Parents and/or guardians of students enrolled “shall be required to complete documentation intended to determine the student’s eligibility to attend ….”

Further, “all residents hosting other families, with a student enrolled in the Borough of East Newark School District or the Harrison High School District in their residence, must [advise either district] when such other families no longer reside with the resident.”

Under the new law, borough school officials are given the authority to enforce its provisions.

And those charged with violating the law “shall upon conviction … be sentenced to pay a fine of up to $2,000 and to the maximum lawful extent make restitution to the East Newark Board of Education” for calculated amounts of “tuition costs, investigation expenses and attorneys’ fees.”

Restitution ordered by the municipal court shall be paid to the school board of either East Newark or Harrison “within 30 days.” Any unpaid fines “may, upon the petition of [either school board] to the municipal court of East Newark, be converted into liens against the properties of the offending parties.”

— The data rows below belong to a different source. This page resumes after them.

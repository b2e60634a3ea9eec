// src/normalize.rs

//! License text normalization
//!
//! Every candidate text passes through [`normalize`] before it is accepted,
//! so texts from different sources that differ only in line endings, stray
//! BOMs or indentation group together in the notices file.

/// Line terminator used in normalized output
pub const LINE_ENDING: &str = "\r\n";

/// Form feed, byte-order mark, zero-width space
const STRIPPED_CHARS: [char; 3] = ['\u{000C}', '\u{FEFF}', '\u{200B}'];

/// Canonicalize raw license text
///
/// Returns `None` for empty or whitespace-only input. Idempotent.
pub fn normalize(raw: &str) -> Option<String> {
    // Strip first: a BOM in front of a blank line must not shield it from the trim
    let stripped: String = raw.chars().filter(|c| !STRIPPED_CHARS.contains(c)).collect();
    if stripped.trim().is_empty() {
        return None;
    }

    let unified = stripped.replace("\r\n", "\n").replace('\r', "\n");
    let lines: Vec<&str> = unified.split('\n').collect();

    let first = lines.iter().position(|l| !is_blank(l))?;
    let last = lines.iter().rposition(|l| !is_blank(l))?;
    let body = &lines[first..=last];

    let indent = body
        .iter()
        .filter(|l| !is_blank(l))
        .map(|l| leading_spaces(l))
        .min()
        .unwrap_or(0);

    let dedented: Vec<&str> = body
        .iter()
        .map(|l| if is_blank(l) { l } else { &l[indent..] })
        .collect();

    Some(dedented.join(LINE_ENDING))
}

fn is_blank(line: &str) -> bool {
    line.trim().is_empty()
}

fn leading_spaces(line: &str) -> usize {
    line.len() - line.trim_start_matches(' ').len()
}

#[cfg(test)]
mod tests {
    use super::*;

    #[test]
    fn test_empty_and_whitespace() {
        assert_eq!(normalize(""), None);
        assert_eq!(normalize("   \r\n\t\n"), None);
        assert_eq!(normalize("\u{FEFF}\u{000C}\n"), None);
    }

    #[test]
    fn test_line_endings_unified() {
        assert_eq!(normalize("a\nb\rc\r\nd").unwrap(), "a\r\nb\r\nc\r\nd");
    }

    #[test]
    fn test_blank_lines_trimmed() {
        assert_eq!(normalize("\n\n  \nMIT License\n\n").unwrap(), "MIT License");
    }

    #[test]
    fn test_control_characters_stripped() {
        assert_eq!(
            normalize("\u{FEFF}Copyright\u{200B} (c)\u{000C}\n").unwrap(),
            "Copyright (c)"
        );
    }

    #[test]
    fn test_uniform_dedent() {
        let raw = "    The MIT License\n\n      Permission is hereby granted\n    THE SOFTWARE";
        assert_eq!(
            normalize(raw).unwrap(),
            "The MIT License\r\n\r\n  Permission is hereby granted\r\nTHE SOFTWARE"
        );
    }

    #[test]
    fn test_blank_lines_untouched_by_dedent() {
        let raw = "  a\n \n  b";
        assert_eq!(normalize(raw).unwrap(), "a\r\n \r\nb");
    }

    #[test]
    fn test_tabs_are_not_dedented() {
        assert_eq!(normalize("\tindented\n  two").unwrap(), "\tindented\r\n  two");
    }

    #[test]
    fn test_idempotent() {
        let samples = [
            "\u{FEFF}\n   Apache License\r\n     Version 2.0\r\r\n\n   END\n\n",
            "\r\n\u{200B}\n  x\n\u{000C}  y\r",
            "plain",
            "  \n  lead\n\ttab\n   ",
        ];
        for raw in samples {
            let once = normalize(raw).unwrap();
            assert_eq!(normalize(&once).unwrap(), once, "not idempotent for {raw:?}");
        }
    }
}
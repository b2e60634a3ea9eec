// src/error.rs

//! Error types for license resolution
//!
//! Strategy failures are almost never fatal: the pipeline logs them and
//! moves on. `Canceled` is the exception and always propagates.

use thiserror::Error;

/// Errors that can occur while resolving license text
#[derive(Error, Debug)]
pub enum Error {
    /// Transport-level HTTP failure
    #[error("HTTP request failed: {0}")]
    Http(#[from] reqwest::Error),

    /// Response body was not the JSON we expected
    #[error("Malformed JSON response: {0}")]
    Json(#[from] serde_json::Error),

    /// Local filesystem failure
    #[error("I/O error: {0}")]
    Io(#[from] std::io::Error),

    /// License content could not be decoded
    #[error("Failed to decode license content: {0}")]
    Decode(String),

    /// Package manifest could not be parsed
    #[error("Failed to parse manifest '{path}': {reason}")]
    Manifest { path: String, reason: String },

    /// Invalid file name pattern
    #[error("Regex error: {0}")]
    Regex(#[from] regex::Error),

    /// Configuration is unreadable or invalid
    #[error("Configuration error: {0}")]
    Config(String),

    /// A coalesced waiter observed the leader's failure
    #[error("Coalesced resolution failed: {0}")]
    Coalesced(String),

    /// The run was canceled
    #[error("Operation canceled")]
    Canceled,
}

impl Error {
    pub fn is_canceled(&self) -> bool {
        matches!(self, Error::Canceled)
    }
}

impl From<base64::DecodeError> for Error {
    fn from(e: base64::DecodeError) -> Self {
        Error::Decode(e.to_string())
    }
}

impl From<std::string::FromUtf8Error> for Error {
    fn from(e: std::string::FromUtf8Error) -> Self {
        Error::Decode(e.to_string())
    }
}

pub type Result<T> = std::result::Result<T, Error>;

Mayor Joseph Smith could not be reached to explain the rationale for the measure but East Newark School Superintendent/Principal Patrick Martin was able to shed some light on it.

During the summer of 2015, he said, the district conducted a full registration investigation touching on every household that enrolled a student, either in the borough elementary school or Harrison High.

It turned out, he said, that a handful of students were found to be residing in locations other than the borough, including one reportedly living at a Newark address.

In all those instances, Martin said, none of the students involved returned to classes as the local district’s responsibility.

Martin said the impetus behind the municipality’s action was that, “several individuals in the borough saw that other towns were giving fines if people registered kids improperly so this is more along the lines of following others’ leads, not as a reaction to something specific to East Newark.”

Still, Martin said, it’s just as important for the borough to be watchful since the cost of educating a borough student is “upwards of $10,000 per child per year.”

And for many school districts, the task of documenting a child’s noneligibility “has gotten more difficult and complicated,” said James Doran, personnel director for the Harrison Board of Education and a former superintendent in that district.

Issues like “family makeup, kids of divorced parents and cases of immigrant kids where a relative is placed in charge of the kids by court order” make it tough to prove non-residency, Doran said. “It’s no longer a black and white thing.”

Additionally, he noted, the federal McKinney-Vento Act mandating education assistance for homeless children can compel a school district to shoulder responsibility of educating youngsters even if they are not currently living in that district.

“It can take a team of people to get into this area and that takes additional tax dollars to pay for that,” he added.

Ron Leir | Observer Correspondent

Ron Leir has been a newspaperman since the late ’60s, starting his career with The Jersey Journal, having served as a summer reporter during college. He became a full-time scribe in February 1972, working mostly as a general assignment reporter in all areas except sports, including a 3-year stint as an assistant editor for entertainment, features, religion, etc. He retired from the JJ in May 2009 and came to The Observer shortly thereafter. He is also a part-time actor, mostly on stage, having worked most recently with the Kearny-based W.H.A.T. Co. and plays Sunday softball in Central Park, N.Y.